I still photograph spaces on location, always searching for striking situations in which architecture and incoming light interact. Through photography, I absorb the space into myself. It is a process of internalisation, moving from the outside inward. Building spaces is an intuitive process in which previous impressions and vague memories help shape the form of the space. You could say it is a process that moves from the inside outward. The interaction between inside and outside therefore also applies to the creative process itself. The spaces I build have no actual location. They are, in effect, a SET. A photograph of a space with a particular quality of light is always situated somewhere and is therefore a SITE. SET and SITE are two sides of the same coin. They complement one another.
Jan Theun van Rees, Licht Omloop, 2026, Root Gallery
In what kind of studio do you build these SETS?
Initially, I build them in a completely darkened studio. To create the desired lighting effects, I use many different lamps and colour filters. Over time, I found it increasingly difficult to work in the dark. Whenever possible, I now prefer to work in a space with a glass roof. The spaces I build are made from long strips of industrial textile onto which I apply colour. This immediately introduces a connection to painting. An additional surprise is that the shadow of the roof structure is projected onto the SET, creating a relationship with the location itself.
Do you wait for the perfect picture, or do you document every stage of the process?
The building process is always slow. Only once a space is completely finished do I take a photograph. In a sense, the photograph is merely a document of that space. While building, I take many working photographs with my phone. When I scroll through them, I sometimes realise that certain images already contain everything I am looking for. Perhaps I have been too focused on the final result and failed to see that the image was already there. Eventually, I found a way to accelerate the process by increasing its intensity.

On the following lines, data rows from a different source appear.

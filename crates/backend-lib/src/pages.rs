// ============================
// mdwiki-backend-lib/src/pages.rs
// ============================
//! Page facade: CRUD with identity/title invariants and pre-update archival.
use crate::archive::ArchiveStore;
use crate::config::WikiSettings;
use crate::error::AppError;
use crate::metrics as metric_keys;
use crate::store::{Collection, Filter, Storage};
use chrono::Utc;
use mdwiki_common::{Page, PagePatch, Stamp};
use metrics::counter;
use std::collections::BTreeMap;
use std::sync::Arc;
use uuid::Uuid;

pub struct PageStore {
    col: Arc<dyn Collection>,
    archive: ArchiveStore,
    opts: WikiSettings,
}

impl PageStore {
    pub fn new<S: Storage>(storage: &S, opts: WikiSettings) -> Self {
        Self {
            col: storage.pages(),
            archive: ArchiveStore::new(storage),
            opts,
        }
    }

    /// Create a page. The id is a generated token, or the title itself when
    /// titles double as ids. Returns `None` on an id collision.
    pub async fn add(
        &self,
        title: &str,
        content: &str,
        author: &str,
    ) -> Result<Option<String>, AppError> {
        let page_id = if self.opts.separate_page_title_and_id {
            Uuid::new_v4().to_string()
        } else {
            title.to_string()
        };
        if self.col.count(&Filter::id(page_id.as_str())).await? > 0 {
            return Ok(None);
        }

        let stamp = Stamp {
            by: author.to_string(),
            date: Utc::now(),
        };
        let page = Page {
            id: page_id.clone(),
            title: title.to_string(),
            content: content.to_string(),
            update: stamp.clone(),
            create: stamp,
        };
        self.col.insert_one(serde_json::to_value(page)?).await?;
        counter!(metric_keys::PAGE_CREATED).increment(1);
        Ok(Some(page_id))
    }

    /// Apply a patch to an existing page. Returns the (possibly new) page id,
    /// or `None` when the page does not exist.
    ///
    /// The pre-update document is archived first when archiving is enabled.
    /// When titles double as ids and the title changes, the record moves to
    /// the new id via delete-then-reinsert; there is a window in which
    /// neither id resolves, and a crash between archive and upsert leaves
    /// only the snapshot behind.
    pub async fn update(
        &self,
        pid: &str,
        author: &str,
        patch: &PagePatch,
    ) -> Result<Option<String>, AppError> {
        let Some(value) = self.col.find_one(&Filter::id(pid)).await? else {
            return Ok(None);
        };
        let mut page: Page = serde_json::from_value(value)?;

        if self.opts.save_to_archive {
            self.archive.add(&page).await?;
        }

        let mut pid = pid.to_string();
        if !self.opts.separate_page_title_and_id {
            if let Some(title) = &patch.title {
                if *title != pid {
                    self.col.delete_one(&Filter::id(pid.as_str())).await?;
                    pid = title.clone();
                }
            }
        }

        page.id = pid.clone();
        if let Some(title) = &patch.title {
            page.title = title.clone();
        }
        if let Some(content) = &patch.content {
            page.content = content.clone();
        }
        page.update = Stamp {
            by: author.to_string(),
            date: Utc::now(),
        };

        self.col
            .update_one(&Filter::id(pid.as_str()), serde_json::to_value(page)?, true)
            .await?;
        counter!(metric_keys::PAGE_UPDATED).increment(1);
        Ok(Some(pid))
    }

    pub async fn get(&self, pid: &str) -> Result<Option<Page>, AppError> {
        match self.col.find_one(&Filter::id(pid)).await? {
            Some(value) => Ok(Some(serde_json::from_value(value)?)),
            None => Ok(None),
        }
    }

    pub async fn get_all(&self) -> Result<Vec<Page>, AppError> {
        self.col
            .find_all()
            .await?
            .into_iter()
            .map(|value| serde_json::from_value(value).map_err(AppError::from))
            .collect()
    }

    /// The `n` most recently updated pages, newest first
    pub async fn get_latest(&self, n: usize) -> Result<Vec<Page>, AppError> {
        let mut pages = self.get_all().await?;
        pages.sort_by(|a, b| b.update.date.cmp(&a.update.date));
        pages.truncate(n);
        Ok(pages)
    }

    /// All pages grouped by the uppercased first character of their title,
    /// keys ascending, store order within a bucket
    pub async fn get_all_as_index(&self) -> Result<BTreeMap<String, Vec<Page>>, AppError> {
        let mut index: BTreeMap<String, Vec<Page>> = BTreeMap::new();
        for page in self.get_all().await? {
            let key = page
                .title
                .chars()
                .next()
                .map(|c| c.to_uppercase().to_string())
                .unwrap_or_default();
            index.entry(key).or_default().push(page);
        }
        Ok(index)
    }
}
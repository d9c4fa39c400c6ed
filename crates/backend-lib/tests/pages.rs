// ==========================
// crates/backend-lib/tests/pages.rs
// ==========================
use backend_lib::archive::ArchiveStore;
use backend_lib::config::WikiSettings;
use backend_lib::pages::PageStore;
use backend_lib::store::MemoryStorage;
use mdwiki_common::PagePatch;

fn title_as_id_settings() -> WikiSettings {
    WikiSettings {
        separate_page_title_and_id: false,
        save_to_archive: true,
        latest_count: 20,
    }
}

#[tokio::test]
async fn test_add_uses_title_as_id_and_rejects_collisions() {
    let storage = MemoryStorage::new();
    let pages = PageStore::new(&storage, title_as_id_settings());

    let pid = pages
        .add("Release Notes", "initial content", "alice@example.com")
        .await
        .unwrap();
    assert_eq!(pid.as_deref(), Some("Release Notes"));

    // same title, same id: rejected
    let collision = pages
        .add("Release Notes", "other content", "bob@example.com")
        .await
        .unwrap();
    assert_eq!(collision, None);
}

#[tokio::test]
async fn test_add_with_generated_ids_allows_same_title() {
    let storage = MemoryStorage::new();
    let pages = PageStore::new(
        &storage,
        WikiSettings {
            separate_page_title_and_id: true,
            ..title_as_id_settings()
        },
    );

    let first = pages.add("Notes", "a", "alice@example.com").await.unwrap().unwrap();
    let second = pages.add("Notes", "b", "alice@example.com").await.unwrap().unwrap();
    assert_ne!(first, second);
    assert_ne!(first, "Notes");
}

#[tokio::test]
async fn test_update_missing_page_returns_none() {
    let storage = MemoryStorage::new();
    let pages = PageStore::new(&storage, title_as_id_settings());

    let result = pages
        .update("no-such-page", "alice@example.com", &PagePatch::content("x"))
        .await
        .unwrap();
    assert_eq!(result, None);
}

#[tokio::test]
async fn test_update_archives_exactly_one_snapshot() {
    let storage = MemoryStorage::new();
    let pages = PageStore::new(&storage, title_as_id_settings());
    let archive = ArchiveStore::new(&storage);

    pages
        .add("Runbook", "version one", "alice@example.com")
        .await
        .unwrap();
    assert!(archive.get_by_page("Runbook").await.unwrap().is_empty());

    pages
        .update("Runbook", "bob@example.com", &PagePatch::content("version two"))
        .await
        .unwrap();

    let entries = archive.get_by_page("Runbook").await.unwrap();
    assert_eq!(entries.len(), 1);
    assert_eq!(entries[0].data.content, "version one");
    assert_eq!(entries[0].data.update.by, "alice@example.com");
    assert_eq!(entries[0].page_id, "Runbook");

    let current = pages.get("Runbook").await.unwrap().unwrap();
    assert_eq!(current.content, "version two");
    assert_eq!(current.update.by, "bob@example.com");
    assert_eq!(current.create.by, "alice@example.com");
}

#[tokio::test]
async fn test_update_without_archiving_keeps_archive_empty() {
    let storage = MemoryStorage::new();
    let pages = PageStore::new(
        &storage,
        WikiSettings {
            save_to_archive: false,
            ..title_as_id_settings()
        },
    );
    let archive = ArchiveStore::new(&storage);

    pages.add("Scratch", "one", "alice@example.com").await.unwrap();
    pages
        .update("Scratch", "alice@example.com", &PagePatch::content("two"))
        .await
        .unwrap();

    assert!(archive.get_by_page("Scratch").await.unwrap().is_empty());
}

#[tokio::test]
async fn test_title_change_renames_the_record() {
    let storage = MemoryStorage::new();
    let pages = PageStore::new(&storage, title_as_id_settings());

    pages.add("Old Title", "body", "alice@example.com").await.unwrap();

    let new_pid = pages
        .update("Old Title", "alice@example.com", &PagePatch::title("New Title"))
        .await
        .unwrap();
    assert_eq!(new_pid.as_deref(), Some("New Title"));

    assert!(pages.get("Old Title").await.unwrap().is_none());
    let renamed = pages.get("New Title").await.unwrap().unwrap();
    assert_eq!(renamed.title, "New Title");
    assert_eq!(renamed.content, "body");
    assert_eq!(renamed.create.by, "alice@example.com");
}

#[tokio::test]
async fn test_get_latest_orders_newest_first() {
    let storage = MemoryStorage::new();
    let pages = PageStore::new(&storage, title_as_id_settings());

    for title in ["First", "Second", "Third"] {
        pages.add(title, "content", "alice@example.com").await.unwrap();
        tokio::time::sleep(std::time::Duration::from_millis(5)).await;
    }
    pages
        .update("First", "alice@example.com", &PagePatch::content("bumped"))
        .await
        .unwrap();

    let latest = pages.get_latest(2).await.unwrap();
    assert_eq!(latest.len(), 2);
    assert_eq!(latest[0].id, "First");
    assert_eq!(latest[1].id, "Third");
}

#[tokio::test]
async fn test_index_groups_by_uppercased_first_character() {
    let storage = MemoryStorage::new();
    let pages = PageStore::new(&storage, title_as_id_settings());

    for title in ["apple", "Banana", "avocado"] {
        pages.add(title, "content", "alice@example.com").await.unwrap();
    }

    let index = pages.get_all_as_index().await.unwrap();
    let keys: Vec<&String> = index.keys().collect();
    assert_eq!(keys, ["A", "B"]);

    let a_titles: Vec<&str> = index["A"].iter().map(|p| p.title.as_str()).collect();
    assert_eq!(a_titles, ["apple", "avocado"]);
    let b_titles: Vec<&str> = index["B"].iter().map(|p| p.title.as_str()).collect();
    assert_eq!(b_titles, ["Banana"]);
}

#[tokio::test]
async fn test_archive_purge_is_explicit_only() {
    let storage = MemoryStorage::new();
    let pages = PageStore::new(&storage, title_as_id_settings());
    let archive = ArchiveStore::new(&storage);

    pages.add("Doc", "v1", "alice@example.com").await.unwrap();
    pages
        .update("Doc", "alice@example.com", &PagePatch::content("v2"))
        .await
        .unwrap();
    pages
        .update("Doc", "alice@example.com", &PagePatch::content("v3"))
        .await
        .unwrap();

    let entries = archive.get_by_page("Doc").await.unwrap();
    assert_eq!(entries.len(), 2);

    let aid = entries[0].id.clone();
    assert!(archive.get(&aid).await.unwrap().is_some());
    archive.remove(&aid).await.unwrap();
    assert!(archive.get(&aid).await.unwrap().is_none());
    assert_eq!(archive.get_by_page("Doc").await.unwrap().len(), 1);

    let remaining: Vec<String> = archive
        .get_by_page("Doc")
        .await
        .unwrap()
        .into_iter()
        .map(|e| e.id)
        .collect();
    archive.remove_many(&remaining).await.unwrap();
    assert!(archive.get_by_page("Doc").await.unwrap().is_empty());
}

I now begin with a simple spatial setup and immediately examine the interaction between the arrangement, the incoming light and the position of the camera. As the sun moves, I adjust the installation and choose a new viewpoint. During a single session, I may make hundreds of photographs. Afterwards, they all have to be reviewed to determine whether an actual image exists among them. That takes a great deal of time as well.
Jan Theun van Rees, Dag en nacht, 2025, Root GalleryHow did you choose the light for your work Het licht om de hoek?
The diagonal shadows come from a window that remains outside the frame. The back wall stands almost parallel to the incoming light, which first strikes the front surface and shortly afterwards passes through the fabric from behind. In my photographs, spaces usually contain a passage leading to another space, and Het licht om de hoek is no exception. Apparently, that is important to me. You can continue. There is a way forward.
Are you currently working on a new project, or are there future plans that excite you?
Once I have completed Painted Room, I want to intensify the dialogue between SET and SITE in a different way. I already know how I will proceed, but I can't reveal anything further just yet.